Artificial intelligence, big data, and natural-language processing hold great promise—including transforming clinicians from data-entry clerks to compassionate listeners who assess complex interactions with patients, empowered by algorithms from electronic health record data. The potential for AI to augment and distill the information that clinicians have available for a diagnosis, and the knowledge we can acquire about a patient’s health before they ever enter the exam room, is reason for optimism.
But we doctors can’t forget that these are individuals in front of us. And often, unlocking the key to diagnosis or treatment hinges upon the story your patient hasn’t told yet, or that a machine can’t understand.
Even more important: What if the patient you’re treating isn’t in the middle of the clinical trial bell curve?
It’s important to understand that these technological advances are, too often, programmed with demographic samples that don’t match an individual patient’s profile. Precision medicine is limited by the findings from trials that often leave out nonwhite patients with multiple health issues. If I’m looking at an AI-generated diagnostic recommendation or course of treatment, I have to wonder about the data that fueled the finding. If it was built on research studies that did not reflect a diverse patient population, what should I make of the information that’s being returned? And how am I, as a doctor, to know what went into the machine?
Although we are making progress, the truth is that after all these years, trials still don’t include diverse populations, and they inform much of the AI available today. Until we reach the elusive goal of including “all of us” in clinical trials, I will look for ways to span the gaps in our AI-enhanced understanding of health: I incorporate a sense of uncertainty into the checks and balances of my practice. I leverage my knowledge of my patients’ community to account for the influence of factors outside the clinic or hospital.

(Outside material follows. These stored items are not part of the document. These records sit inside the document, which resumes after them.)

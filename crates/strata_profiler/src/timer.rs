//! Scoped RAII timing handle

use crate::context::ProfilerContext;
use crate::registry::scope_hash;
use std::time::Instant;

/// Measures the lifetime of a scope and submits exactly one sample when
/// dropped, on every exit path (normal return, early return, unwind).
///
/// Construction is uniform whether or not the profiler is active; a
/// disabled or idle profiler turns submission into a cheap no-op check.
pub struct ScopedTimer<'a> {
    ctx: Option<&'a ProfilerContext>,
    label: &'a str,
    hash: u64,
    start: Instant,
}

impl<'a> ScopedTimer<'a> {
    /// Time a scope against an explicit context.
    pub fn new(ctx: &'a ProfilerContext, label: &'a str) -> Self {
        Self::with_hash(ctx, label, scope_hash(label))
    }

    /// Like [`ScopedTimer::new`] with a precomputed label hash.
    pub fn with_hash(ctx: &'a ProfilerContext, label: &'a str, hash: u64) -> Self {
        Self {
            ctx: Some(ctx),
            label,
            hash,
            start: Instant::now(),
        }
    }

    /// Time a scope against the global context; a no-op handle when the
    /// global profiler is not initialized. Used by `profile_scope!`, which
    /// hashes the label at compile time.
    pub fn global(label: &'static str, hash: u64) -> ScopedTimer<'static> {
        ScopedTimer {
            ctx: crate::global(),
            label,
            hash,
            start: Instant::now(),
        }
    }

    /// Global-context handle for labels only known at runtime.
    pub fn global_dynamic(label: &'static str) -> ScopedTimer<'static> {
        Self::global(label, scope_hash(label))
    }
}

impl Drop for ScopedTimer<'_> {
    fn drop(&mut self) {
        if let Some(ctx) = self.ctx {
            let elapsed = self.start.elapsed();
            ctx.record_scope_hashed(self.label, self.hash, elapsed);
        }
    }
}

While machine learning may be able to spot patterns in x-rays or mammograms and aid in a diagnosis, only a physician can work with a patient to determine the best course of treatment for that individual. Wearable technology might get to the point of being able to sense physiological changes and alert health-care professionals that a patient is suffering from an overdose, but only a trained psychiatrist can help them work through the social, economic and mental-health issues that compound their substance use disorder.
For now, there is no substitute for being face to face with and focused on my patients. I know that I will need my human sense of smell, the visual cue from an averted glance that makes me ask more questions, and the self-doubt ingrained in me over the long course of my career to care effectively for my patients. I use it all to counterbalance and complement findings from AI to hopefully find a wise path forward.